Can deep learning help solve lip reading?

Can deep learning help solve lip reading?


New research paper shows AI easily beating humans, but there's still lots of work to be done

Share this story

If you buy something from a Verge link, Vox Media may earn a commission. See our ethics statement.

Fulvio De Filippi/Getty Images

Lip reading is a tricky business. Test results vary, but on average, most people recognize just one in 10 words when watching someone’s lips, and the accuracy of self-proclaimed experts tends to vary — there are certainly no lip-reading savants. Now, though, some researchers claim that AI techniques like deep learning could help solve this problem. After all, AI methods that focus on crunching large amounts of data to find common patterns have helped improve audio speech recognition to near-human levels of accuracy, so why can’t the same be done for lip reading?

Much more accurate than humans, but working with very limited data

The researchers from the University of Oxford’s AI lab have made a promising — if crucially limited — contribution to the field, creating a new lip-reading program using deep learning. Their software, dubbed LipNet, was able to outperform experienced lip readers to a significant degree, achieving 93.4 percent accuracy in certain tests, compared to 52.3 percent accuracy from human lip readers. And even in its current, early stages, the software is extremely fast — processing silent video into text transcripts in nearly real time.

However, before we get lost in bad dreams of AI-powered surveillance states and HAL reading lips in 2001: A Space Odyssey, the research from Oxford has some serious limitations. For a start, the system was trained and tested on a research dataset known as GRID. This is a collection of tens of thousands of short videos of 34 volunteers reading nonsense sentences, as well as captions. Each clip is just three seconds long, and each sentence follows the pattern: command, color, preposition, letter, digit, adverb. Sentences include, for example, "set blue by A four please," and "place red at C zero again." Even the words within these patterns are limited — there are just four different commands and colors used. This has led some researchers in the field to suggest that the paper's findings have been overblown, especially after one viral tweet linking to the researchers’ video (below) made the sensationalist claim that the work meant there would be "no more secrets."

This is certainly not the case. Speaking to The Verge, two of the researchers behind the paper, Yannis Assael and Brendan Shillingford, readily admitted they were working with "restricted vocabulary and grammar," but said this was due to limitations in available data. "The dataset is small but it’s a good indication we could perform just as well with a much bigger dataset," says Assael.

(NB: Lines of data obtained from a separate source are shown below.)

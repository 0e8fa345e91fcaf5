//! Flattened CSV tables and the human-readable consistency log
//!
//! Rows are written and read with the `csv` crate. Floats use the shortest
//! representation that parses back to the same `f64`.

use serde::{Deserialize, Serialize};

use crate::batch::{BatchResponse, BatchSummary};
use crate::estimate::EstimationResult;
use crate::features::FeatureKind;

use super::ExportError;

pub const RESULTS_HEADER: [&str; 12] = [
    "part_id",
    "model",
    "material_code",
    "mode",
    "total_time_minutes",
    "roughing_minutes",
    "finishing_minutes",
    "setup_minutes",
    "confidence",
    "constraints",
    "warnings",
    "input_hash",
];

pub const FEATURES_HEADER: [&str; 8] = [
    "part_id",
    "index",
    "type",
    "detail",
    "count",
    "time_seconds",
    "multiplier",
    "method_description",
];

/// A row of `results.csv`
#[derive(Debug, Clone, PartialEq, Serialize, Deserialize)]
pub struct ResultRow {
    pub part_id: String,
    pub model: String,
    pub material_code: String,
    pub mode: String,
    pub total_time_minutes: f64,
    pub roughing_minutes: f64,
    pub finishing_minutes: f64,
    pub setup_minutes: f64,
    pub confidence: String,
    /// `DeepPocketx1.8;ThinWallx1.5`
    pub constraints: String,
    /// Number of warnings; the messages live in the JSON export
    pub warnings: usize,
    pub input_hash: String,
}

impl From<&EstimationResult> for ResultRow {
    fn from(r: &EstimationResult) -> Self {
        let constraints: Vec<String> = r
            .constraints_applied
            .iter()
            .map(|c| format!("{:?}x{}", c.kind, c.multiplier))
            .collect();
        Self {
            part_id: r.part_id.clone(),
            model: r.model.to_string(),
            material_code: r.material_code.clone(),
            mode: r.mode.to_string(),
            total_time_minutes: r.total_time_minutes,
            roughing_minutes: r.breakdown.roughing,
            finishing_minutes: r.breakdown.finishing,
            setup_minutes: r.breakdown.setup,
            confidence: r.confidence.to_string(),
            constraints: constraints.join(";"),
            warnings: r.warnings.len(),
            input_hash: r.input_hash.clone(),
        }
    }
}

/// A row of `features.csv`
#[derive(Debug, Clone, PartialEq, Serialize, Deserialize)]
pub struct FeatureRow {
    pub part_id: String,
    pub index: usize,
    #[serde(rename = "type")]
    pub feature_type: FeatureKind,
    pub detail: String,
    pub count: u32,
    pub time_seconds: f64,
    pub multiplier: f64,
    pub method_description: String,
}

impl FeatureRow {
    fn rows(results: &[EstimationResult]) -> Vec<FeatureRow> {
        results
            .iter()
            .flat_map(|r| {
                r.per_feature_times.iter().map(move |f| FeatureRow {
                    part_id: r.part_id.clone(),
                    index: f.index,
                    feature_type: f.feature_type,
                    detail: f.detail.clone(),
                    count: f.count,
                    time_seconds: f.time_seconds,
                    multiplier: f.multiplier,
                    method_description: f.method_description.clone(),
                })
            })
            .collect()
    }
}

/// The header is written explicitly so that an empty table still has one
fn write_table<R: Serialize>(header: &[&str], rows: impl IntoIterator<Item = R>) -> Result<String, ExportError> {
    let mut wtr = csv::WriterBuilder::new().has_headers(false).from_writer(Vec::new());
    wtr.write_record(header)?;
    for row in rows {
        wtr.serialize(row)?;
    }
    let bytes = wtr.into_inner().map_err(|e| csv::Error::from(e.into_error()))?;
    Ok(String::from_utf8_lossy(&bytes).into_owned())
}

fn read_table<R: serde::de::DeserializeOwned>(header: &[&str], text: &str) -> Result<Vec<R>, ExportError> {
    let mut rdr = csv::Reader::from_reader(text.as_bytes());

    if rdr.headers()?.iter().ne(header.iter().copied()) {
        return Err(ExportError::Table {
            line: 1,
            message: format!("expected header {}", header.join(",")),
        });
    }

    rdr.deserialize()
        .enumerate()
        .map(|(i, row)| {
            row.map_err(|e| ExportError::Table {
                line: e.position().map_or(i + 2, |p| p.line() as usize),
                message: e.to_string(),
            })
        })
        .collect()
}

/// One row per estimated part
pub fn results_table(results: &[EstimationResult]) -> Result<String, ExportError> {
    write_table(&RESULTS_HEADER, results.iter().map(ResultRow::from))
}

/// One row per timed feature across all parts
pub fn features_table(results: &[EstimationResult]) -> Result<String, ExportError> {
    write_table(&FEATURES_HEADER, FeatureRow::rows(results))
}

pub fn parse_results_table(text: &str) -> Result<Vec<ResultRow>, ExportError> {
    read_table(&RESULTS_HEADER, text)
}

pub fn parse_features_table(text: &str) -> Result<Vec<FeatureRow>, ExportError> {
    read_table(&FEATURES_HEADER, text)
}

fn summary_line(summary: &BatchSummary) -> String {
    format!(
        "{} parts, avg {:.2} min, min {:.2} min, max {:.2} min, {} constrained",
        summary.count, summary.avg_time, summary.min_time, summary.max_time, summary.constrained_count
    )
}

/// Human-readable log; minutes rounded to two decimals
pub fn consistency_log(response: &BatchResponse, header_line: &str) -> String {
    let mut out = String::new();
    out.push_str(header_line);
    out.push('\n');
    out.push('\n');

    if response.consistency_log.is_empty() {
        out.push_str("determinism verification not requested\n");
    }
    for entry in &response.consistency_log {
        out.push_str(&format!("{}\n", entry));
    }

    for failure in &response.failures {
        out.push_str(&format!("FAILED {} ({}): {}\n", failure.part_id, failure.code, failure.error));
    }
    if !response.cancelled.is_empty() {
        out.push_str(&format!("cancelled: {}\n", response.cancelled.join(", ")));
    }

    out.push('\n');
    out.push_str(&summary_line(&response.summary));
    out.push('\n');
    out
}
//! Material and cutting-condition catalog
//!
//! Read-only reference data: material profiles for the volume model and
//! cutting conditions for the feature model, keyed by
//! (material group, operation type, operation name, mode).
//!
//! A catalog is built once, validated, and then shared behind an `Arc`.
//! Nothing in the estimation path mutates it; a refresh builds a new catalog.

use serde::{Deserialize, Serialize};
use sha2::{Digest, Sha256};
use std::collections::BTreeMap;
use std::path::Path;
use thiserror::Error;

pub mod materials;

/// Machining mode, selects which set of cutting conditions applies
#[derive(Debug, Clone, Copy, PartialEq, Eq, PartialOrd, Ord, Hash, Serialize, Deserialize, Default)]
#[serde(rename_all = "lowercase")]
pub enum Mode {
    Conservative,
    #[default]
    Mid,
    Aggressive,
}

impl std::fmt::Display for Mode {
    fn fmt(&self, f: &mut std::fmt::Formatter<'_>) -> std::fmt::Result {
        match self {
            Mode::Conservative => write!(f, "conservative"),
            Mode::Mid => write!(f, "mid"),
            Mode::Aggressive => write!(f, "aggressive"),
        }
    }
}

impl std::str::FromStr for Mode {
    type Err = String;

    fn from_str(s: &str) -> Result<Self, Self::Err> {
        match s.trim().to_ascii_lowercase().as_str() {
            "conservative" | "low" => Ok(Mode::Conservative),
            "mid" | "medium" | "standard" => Ok(Mode::Mid),
            "aggressive" | "high" => Ok(Mode::Aggressive),
            other => Err(format!("unknown mode: {}", other)),
        }
    }
}

#[derive(Debug, Clone, Copy, PartialEq, Eq, PartialOrd, Ord, Hash, Serialize, Deserialize)]
#[serde(rename_all = "lowercase")]
pub enum OperationType {
    Turning,
    Drilling,
    Milling,
    Threading,
}

impl std::fmt::Display for OperationType {
    fn fmt(&self, f: &mut std::fmt::Formatter<'_>) -> std::fmt::Result {
        match self {
            OperationType::Turning => write!(f, "turning"),
            OperationType::Drilling => write!(f, "drilling"),
            OperationType::Milling => write!(f, "milling"),
            OperationType::Threading => write!(f, "threading"),
        }
    }
}

#[derive(Debug, Clone, Copy, PartialEq, Eq, PartialOrd, Ord, Hash, Serialize, Deserialize)]
#[serde(rename_all = "lowercase")]
pub enum OperationName {
    Roughing,
    Finishing,
}

impl OperationName {
    /// The operation tried when this one has no catalog entry
    pub fn complement(self) -> Self {
        match self {
            OperationName::Roughing => OperationName::Finishing,
            OperationName::Finishing => OperationName::Roughing,
        }
    }
}

impl std::fmt::Display for OperationName {
    fn fmt(&self, f: &mut std::fmt::Formatter<'_>) -> std::fmt::Result {
        match self {
            OperationName::Roughing => write!(f, "roughing"),
            OperationName::Finishing => write!(f, "finishing"),
        }
    }
}

/// Material reference data used by both time models
#[derive(Debug, Clone, PartialEq, Serialize, Deserialize)]
pub struct MaterialProfile {
    pub code: String,
    /// Cutting-condition group this material is machined with
    pub group: String,
    #[serde(default)]
    pub name: String,
    #[serde(default)]
    pub aliases: Vec<String>,
    pub density: f64,               // g/cm³
    pub mrr_roughing: f64,          // cm³/min
    pub mrr_finishing: f64,         // cm²/min of finished surface
    pub cutting_speed_roughing: f64, // m/min, reference Vc
    pub deep_pocket_penalty: f64,
    pub thin_wall_penalty: f64,
    pub base_setup_time: f64, // minutes
}

/// Cutting parameters for one catalog key
#[derive(Debug, Clone, PartialEq, Serialize, Deserialize)]
pub struct CuttingCondition {
    /// Cutting speed, m/min
    pub vc: f64,
    /// Feed per revolution, mm/rev
    pub f: f64,
    /// Depth of cut, mm
    pub ap: f64,
    #[serde(default, skip_serializing_if = "Option::is_none")]
    pub feed_per_tooth: Option<f64>,
    #[serde(default, skip_serializing_if = "Option::is_none")]
    pub tooth_count: Option<u32>,
}

#[derive(Debug, Clone, PartialEq, Eq, PartialOrd, Ord, Hash, Serialize, Deserialize)]
pub struct ConditionKey {
    pub material_group: String,
    pub operation_type: OperationType,
    pub operation_name: OperationName,
    pub mode: Mode,
}

/// One row of the on-disk catalog format
#[derive(Debug, Clone, PartialEq, Serialize, Deserialize)]
pub struct ConditionEntry {
    #[serde(flatten)]
    pub key: ConditionKey,
    #[serde(flatten)]
    pub condition: CuttingCondition,
}

/// Serializable catalog, the JSON interchange format
#[derive(Debug, Clone, Default, PartialEq, Serialize, Deserialize)]
pub struct CatalogDocument {
    pub materials: Vec<MaterialProfile>,
    pub conditions: Vec<ConditionEntry>,
}

#[derive(Error, Debug)]
pub enum CatalogError {
    #[error("failed to read catalog {path}: {source}")]
    Io {
        path: String,
        #[source]
        source: std::io::Error,
    },

    #[error("invalid catalog json: {0}")]
    Json(#[from] serde_json::Error),

    #[error("invalid material {code}: {message}")]
    InvalidMaterial { code: String, message: String },

    #[error("invalid cutting condition {key}: {message}")]
    InvalidCondition { key: String, message: String },

    #[error("duplicate catalog entry: {0}")]
    Duplicate(String),
}

/// A cutting-condition miss after the complementary-operation fallback
#[derive(Error, Debug, Clone, PartialEq)]
#[error("no cutting condition for {material_group}/{operation_type}/{operation_name} in {mode} mode")]
pub struct ConditionNotFound {
    pub material_group: String,
    pub operation_type: OperationType,
    pub operation_name: OperationName,
    pub mode: Mode,
}

/// A successful lookup, recording whether the fallback was used
#[derive(Debug, Clone, Copy, PartialEq)]
pub struct Resolved<'a> {
    pub condition: &'a CuttingCondition,
    pub operation_name: OperationName,
    pub fallback: bool,
}

/// Immutable catalog snapshot
#[derive(Debug, Clone)]
pub struct Catalog {
    materials: BTreeMap<String, MaterialProfile>,
    aliases: BTreeMap<String, String>,
    conditions: BTreeMap<ConditionKey, CuttingCondition>,
    fingerprint: String,
}

impl Catalog {
    /// The built-in reference catalog
    pub fn builtin() -> Self {
        // The built-in tables are covered by tests; a failure here is a code bug.
        Self::from_document(materials::builtin_document())
            .expect("built-in catalog must validate")
    }

    pub fn from_json(source: &str) -> Result<Self, CatalogError> {
        let document: CatalogDocument = serde_json::from_str(source)?;
        Self::from_document(document)
    }

    pub fn from_file(path: &Path) -> Result<Self, CatalogError> {
        let source = std::fs::read_to_string(path).map_err(|source| CatalogError::Io {
            path: path.display().to_string(),
            source,
        })?;
        Self::from_json(&source)
    }

    pub fn from_document(document: CatalogDocument) -> Result<Self, CatalogError> {
        let mut materials = BTreeMap::new();
        let mut aliases = BTreeMap::new();

        for mut profile in document.materials {
            profile.code = normalize_key(&profile.code);
            profile.group = normalize_key(&profile.group);
            validate_profile(&profile)?;

            for alias in &profile.aliases {
                let alias = normalize_key(alias);
                if alias != profile.code
                    && aliases.insert(alias.clone(), profile.code.clone()).is_some()
                {
                    return Err(CatalogError::Duplicate(format!("material alias {}", alias)));
                }
            }
            let code = profile.code.clone();
            if materials.insert(code.clone(), profile).is_some() {
                return Err(CatalogError::Duplicate(format!("material {}", code)));
            }
        }

        if let Some(alias) = aliases.keys().find(|alias| materials.contains_key(*alias)) {
            return Err(CatalogError::Duplicate(format!(
                "alias {} shadows a material code",
                alias
            )));
        }

        let mut conditions = BTreeMap::new();
        for entry in document.conditions {
            let mut key = entry.key;
            key.material_group = normalize_key(&key.material_group);
            validate_condition(&key, &entry.condition)?;

            let label = describe_key(&key);
            if conditions.insert(key, entry.condition).is_some() {
                return Err(CatalogError::Duplicate(format!("condition {}", label)));
            }
        }

        let mut catalog = Self {
            materials,
            aliases,
            conditions,
            fingerprint: String::new(),
        };
        catalog.fingerprint = catalog.compute_fingerprint();

        log::debug!(
            "catalog loaded: {} materials, {} conditions, fingerprint {}",
            catalog.materials.len(),
            catalog.conditions.len(),
            &catalog.fingerprint[..12]
        );

        Ok(catalog)
    }

    /// Canonical document, sorted by key
    pub fn to_document(&self) -> CatalogDocument {
        CatalogDocument {
            materials: self.materials.values().cloned().collect(),
            conditions: self
                .conditions
                .iter()
                .map(|(key, condition)| ConditionEntry {
                    key: key.clone(),
                    condition: condition.clone(),
                })
                .collect(),
        }
    }

    /// SHA-256 of the canonical document, hex encoded
    pub fn fingerprint(&self) -> &str {
        &self.fingerprint
    }

    fn compute_fingerprint(&self) -> String {
        let mut hasher = Sha256::new();
        // Serializing plain structs of strings and floats cannot fail.
        let bytes = serde_json::to_vec(&self.to_document()).unwrap_or_default();
        hasher.update(&bytes);
        hex::encode(hasher.finalize())
    }

    /// Look up a material by code or alias, case-insensitively
    pub fn material_profile(&self, code: &str) -> Option<&MaterialProfile> {
        let key = normalize_key(code);
        self.materials.get(&key).or_else(|| {
            self.aliases
                .get(&key)
                .and_then(|canonical| self.materials.get(canonical))
        })
    }

    /// Resolve cutting parameters: exact key first, then the complementary
    /// operation name of the same operation type.
    pub fn resolve(
        &self,
        material_group: &str,
        operation_type: OperationType,
        operation_name: OperationName,
        mode: Mode,
    ) -> Result<Resolved<'_>, ConditionNotFound> {
        let mut key = ConditionKey {
            material_group: normalize_key(material_group),
            operation_type,
            operation_name,
            mode,
        };

        if let Some(condition) = self.conditions.get(&key) {
            return Ok(Resolved {
                condition,
                operation_name,
                fallback: false,
            });
        }

        key.operation_name = operation_name.complement();
        if let Some(condition) = self.conditions.get(&key) {
            return Ok(Resolved {
                condition,
                operation_name: key.operation_name,
                fallback: true,
            });
        }

        Err(ConditionNotFound {
            material_group: key.material_group,
            operation_type,
            operation_name,
            mode,
        })
    }

    /// List all material codes
    pub fn list_materials(&self) -> Vec<&String> {
        self.materials.keys().collect()
    }

    pub fn materials(&self) -> impl Iterator<Item = &MaterialProfile> {
        self.materials.values()
    }

    pub fn condition_count(&self) -> usize {
        self.conditions.len()
    }
}

impl Default for Catalog {
    fn default() -> Self {
        Self::builtin()
    }
}

pub fn normalize_key(raw: &str) -> String {
    raw.trim().to_lowercase().replace([' ', '-'], "_")
}

fn describe_key(key: &ConditionKey) -> String {
    format!(
        "{}/{}/{}/{}",
        key.material_group, key.operation_type, key.operation_name, key.mode
    )
}

fn validate_profile(profile: &MaterialProfile) -> Result<(), CatalogError> {
    let fail = |message: String| CatalogError::InvalidMaterial {
        code: profile.code.clone(),
        message,
    };

    if profile.code.is_empty() {
        return Err(fail("empty material code".to_string()));
    }
    if profile.group.is_empty() {
        return Err(fail("empty material group".to_string()));
    }

    let rates = [
        ("density", profile.density),
        ("mrr_roughing", profile.mrr_roughing),
        ("mrr_finishing", profile.mrr_finishing),
        ("cutting_speed_roughing", profile.cutting_speed_roughing),
    ];
    for (name, value) in rates {
        if !value.is_finite() || value <= 0.0 {
            return Err(fail(format!("{} must be positive, got {}", name, value)));
        }
    }

    // Penalties only ever slow an estimate down.
    for (name, value) in [
        ("deep_pocket_penalty", profile.deep_pocket_penalty),
        ("thin_wall_penalty", profile.thin_wall_penalty),
    ] {
        if !value.is_finite() || value < 1.0 {
            return Err(fail(format!("{} must be at least 1.0, got {}", name, value)));
        }
    }

    if !profile.base_setup_time.is_finite() || profile.base_setup_time < 0.0 {
        return Err(fail(format!(
            "base_setup_time must not be negative, got {}",
            profile.base_setup_time
        )));
    }

    Ok(())
}

fn validate_condition(key: &ConditionKey, condition: &CuttingCondition) -> Result<(), CatalogError> {
    let fail = |message: String| CatalogError::InvalidCondition {
        key: describe_key(key),
        message,
    };

    if key.material_group.is_empty() {
        return Err(fail("empty material group".to_string()));
    }
    if !condition.vc.is_finite() || condition.vc <= 0.0 {
        return Err(fail(format!("vc must be positive, got {}", condition.vc)));
    }
    if !condition.f.is_finite() || condition.f < 0.0 {
        return Err(fail(format!("f must not be negative, got {}", condition.f)));
    }
    if !condition.ap.is_finite() || condition.ap < 0.0 {
        return Err(fail(format!("ap must not be negative, got {}", condition.ap)));
    }
    if let Some(fz) = condition.feed_per_tooth {
        if !fz.is_finite() || fz <= 0.0 {
            return Err(fail(format!("feed_per_tooth must be positive, got {}", fz)));
        }
    }
    if condition.tooth_count == Some(0) {
        return Err(fail("tooth_count must be at least 1".to_string()));
    }

    Ok(())
}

Really, this won't help with surveillance at all

Both Assael and Shillingford are also keen to stress that their work has no application in the world of surveillance, simply because lip reading requires you to see the subject’s tongue — meaning that the video has to be straight on and well-lit to get a good result. "It’s technically impossible or at least very, very difficult," to use any lip-reading software for surveillance says Assael, adding that frame rate is also a factor; and something that is usually neglected with CCTV. He says: "And if you do have frontal video of someone taken with a very good camera, then you probably have a directional microphone [pointed at them] as well!" (On the subject of surveillance, Assael notes that although one of the paper's supervisors also works with Google's AI division DeepMind, Google itself had no involvement with LipNet's development.)

Instead, the two researchers think that lip-reading AI could help people with hearing disabilities, especially in noisy environments where it’s difficult for computers to isolate speech. For example, someone wearing a camera built into a pair of glasses could get clear, frontal footage of someone they're talking to at a party, and an ancestor of LipNet could then transcribe the conversation in real time, feeding it into their ear. "Anywhere you have speech recognition and a camera, we can improve that," says Assael. He also mentions silent dictation to Siri or Google Assistant as a possible use-case. In the future, then, perhaps those of us who don’t like speaking to our computers, can’t just have them read our lips instead.